• [WHAT IS BEING ASKED]:
Collect every line in the records below that contains the word "provides".

• [MATERIALS PROVIDED]:
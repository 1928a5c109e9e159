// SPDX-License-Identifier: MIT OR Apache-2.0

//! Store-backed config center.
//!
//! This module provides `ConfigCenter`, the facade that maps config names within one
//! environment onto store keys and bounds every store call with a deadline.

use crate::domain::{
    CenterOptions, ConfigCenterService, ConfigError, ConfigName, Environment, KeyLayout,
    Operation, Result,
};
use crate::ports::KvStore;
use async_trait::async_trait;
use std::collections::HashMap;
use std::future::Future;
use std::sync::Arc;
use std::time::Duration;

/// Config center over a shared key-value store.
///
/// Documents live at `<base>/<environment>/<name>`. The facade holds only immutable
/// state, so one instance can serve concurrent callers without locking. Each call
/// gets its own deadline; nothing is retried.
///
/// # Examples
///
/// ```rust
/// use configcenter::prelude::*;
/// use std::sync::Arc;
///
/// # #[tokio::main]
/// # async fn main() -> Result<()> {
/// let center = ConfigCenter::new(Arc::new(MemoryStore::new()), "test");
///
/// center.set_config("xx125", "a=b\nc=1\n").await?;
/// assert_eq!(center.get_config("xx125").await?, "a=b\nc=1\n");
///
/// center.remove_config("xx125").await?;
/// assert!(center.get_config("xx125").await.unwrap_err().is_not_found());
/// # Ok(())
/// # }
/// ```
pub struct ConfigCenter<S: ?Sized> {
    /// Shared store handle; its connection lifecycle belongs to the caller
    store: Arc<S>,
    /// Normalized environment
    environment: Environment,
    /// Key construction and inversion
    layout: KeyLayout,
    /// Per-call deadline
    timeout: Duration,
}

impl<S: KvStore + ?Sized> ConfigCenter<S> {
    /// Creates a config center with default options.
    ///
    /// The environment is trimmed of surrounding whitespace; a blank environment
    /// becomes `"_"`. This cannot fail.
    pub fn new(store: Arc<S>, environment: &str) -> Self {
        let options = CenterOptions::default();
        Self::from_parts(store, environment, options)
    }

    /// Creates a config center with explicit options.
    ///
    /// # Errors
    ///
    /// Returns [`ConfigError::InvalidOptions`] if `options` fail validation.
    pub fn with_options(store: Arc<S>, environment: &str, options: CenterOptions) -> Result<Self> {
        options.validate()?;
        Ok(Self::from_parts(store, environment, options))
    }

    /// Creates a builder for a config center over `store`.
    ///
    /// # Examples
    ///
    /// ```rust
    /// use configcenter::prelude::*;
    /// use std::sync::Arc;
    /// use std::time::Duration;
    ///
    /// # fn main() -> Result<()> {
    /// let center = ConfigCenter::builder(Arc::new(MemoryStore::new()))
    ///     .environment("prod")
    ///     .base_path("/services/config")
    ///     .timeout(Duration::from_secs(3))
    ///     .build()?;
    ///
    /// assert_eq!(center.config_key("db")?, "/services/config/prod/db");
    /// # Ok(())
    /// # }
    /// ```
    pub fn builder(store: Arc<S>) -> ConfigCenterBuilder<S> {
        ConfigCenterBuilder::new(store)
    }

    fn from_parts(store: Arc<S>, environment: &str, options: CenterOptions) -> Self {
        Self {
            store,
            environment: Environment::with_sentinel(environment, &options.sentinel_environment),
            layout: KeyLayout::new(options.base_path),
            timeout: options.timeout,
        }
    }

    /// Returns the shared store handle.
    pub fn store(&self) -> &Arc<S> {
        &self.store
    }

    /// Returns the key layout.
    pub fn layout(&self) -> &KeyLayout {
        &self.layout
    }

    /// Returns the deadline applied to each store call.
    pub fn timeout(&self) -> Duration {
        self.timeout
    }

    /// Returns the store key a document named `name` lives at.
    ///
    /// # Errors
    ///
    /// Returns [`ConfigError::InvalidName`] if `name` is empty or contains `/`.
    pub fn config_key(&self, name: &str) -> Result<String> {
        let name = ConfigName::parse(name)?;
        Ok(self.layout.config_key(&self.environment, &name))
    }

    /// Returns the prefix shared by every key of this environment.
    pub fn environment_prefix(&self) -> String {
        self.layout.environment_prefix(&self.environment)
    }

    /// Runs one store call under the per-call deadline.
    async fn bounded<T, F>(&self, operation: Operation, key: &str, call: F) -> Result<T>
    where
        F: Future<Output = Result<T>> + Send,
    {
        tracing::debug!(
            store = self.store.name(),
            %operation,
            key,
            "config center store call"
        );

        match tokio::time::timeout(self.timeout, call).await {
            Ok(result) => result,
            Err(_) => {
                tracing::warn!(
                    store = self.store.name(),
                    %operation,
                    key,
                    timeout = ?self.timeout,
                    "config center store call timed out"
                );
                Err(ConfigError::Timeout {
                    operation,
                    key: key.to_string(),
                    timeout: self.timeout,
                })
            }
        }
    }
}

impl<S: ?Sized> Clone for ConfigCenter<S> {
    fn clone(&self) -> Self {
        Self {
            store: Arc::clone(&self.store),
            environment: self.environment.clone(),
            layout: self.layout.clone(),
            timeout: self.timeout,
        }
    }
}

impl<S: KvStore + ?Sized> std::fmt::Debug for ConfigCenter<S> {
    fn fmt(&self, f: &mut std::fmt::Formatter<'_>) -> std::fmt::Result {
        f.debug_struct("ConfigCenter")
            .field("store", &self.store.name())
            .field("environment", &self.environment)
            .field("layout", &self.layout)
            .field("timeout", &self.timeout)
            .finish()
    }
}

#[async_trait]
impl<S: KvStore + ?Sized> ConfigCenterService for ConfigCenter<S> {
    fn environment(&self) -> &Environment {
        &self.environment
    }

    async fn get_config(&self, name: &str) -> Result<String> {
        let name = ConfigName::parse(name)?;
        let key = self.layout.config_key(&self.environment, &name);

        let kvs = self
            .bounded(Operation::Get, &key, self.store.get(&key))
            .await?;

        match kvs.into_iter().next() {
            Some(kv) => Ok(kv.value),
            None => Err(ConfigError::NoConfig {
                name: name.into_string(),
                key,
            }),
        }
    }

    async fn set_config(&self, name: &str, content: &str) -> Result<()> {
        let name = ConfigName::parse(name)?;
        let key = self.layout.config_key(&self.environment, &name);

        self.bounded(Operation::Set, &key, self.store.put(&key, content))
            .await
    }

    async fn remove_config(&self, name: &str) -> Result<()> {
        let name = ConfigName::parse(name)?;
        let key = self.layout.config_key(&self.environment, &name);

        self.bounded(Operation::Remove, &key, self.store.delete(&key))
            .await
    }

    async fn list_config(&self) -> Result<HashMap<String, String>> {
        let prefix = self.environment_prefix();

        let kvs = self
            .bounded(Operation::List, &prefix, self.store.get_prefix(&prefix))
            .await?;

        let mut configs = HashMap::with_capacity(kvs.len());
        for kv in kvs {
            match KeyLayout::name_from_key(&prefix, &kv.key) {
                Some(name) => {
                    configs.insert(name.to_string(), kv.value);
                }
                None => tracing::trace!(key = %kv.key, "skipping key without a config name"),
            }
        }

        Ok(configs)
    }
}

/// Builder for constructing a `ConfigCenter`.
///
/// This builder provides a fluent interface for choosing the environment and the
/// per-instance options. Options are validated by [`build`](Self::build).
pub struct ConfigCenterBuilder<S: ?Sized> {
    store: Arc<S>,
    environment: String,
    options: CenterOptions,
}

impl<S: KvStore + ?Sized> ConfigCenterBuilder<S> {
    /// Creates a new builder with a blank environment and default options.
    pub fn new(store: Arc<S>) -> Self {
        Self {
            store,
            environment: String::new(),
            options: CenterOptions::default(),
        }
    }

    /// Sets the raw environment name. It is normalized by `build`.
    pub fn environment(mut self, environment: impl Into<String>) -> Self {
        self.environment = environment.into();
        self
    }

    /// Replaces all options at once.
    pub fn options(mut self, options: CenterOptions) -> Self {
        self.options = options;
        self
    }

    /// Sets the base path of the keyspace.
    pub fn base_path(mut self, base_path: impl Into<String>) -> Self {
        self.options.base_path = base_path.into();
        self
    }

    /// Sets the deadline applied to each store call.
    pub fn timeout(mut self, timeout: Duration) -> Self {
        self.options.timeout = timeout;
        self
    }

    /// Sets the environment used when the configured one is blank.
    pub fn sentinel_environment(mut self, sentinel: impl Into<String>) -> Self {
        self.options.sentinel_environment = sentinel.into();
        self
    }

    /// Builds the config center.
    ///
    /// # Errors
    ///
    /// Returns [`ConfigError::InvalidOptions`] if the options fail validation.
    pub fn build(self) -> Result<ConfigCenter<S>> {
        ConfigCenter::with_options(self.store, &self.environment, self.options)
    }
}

• [SOLUTION]:
//! This module provides `ConfigCenter`, the facade that maps config names within one
/// This builder provides a fluent interface for choosing the environment and the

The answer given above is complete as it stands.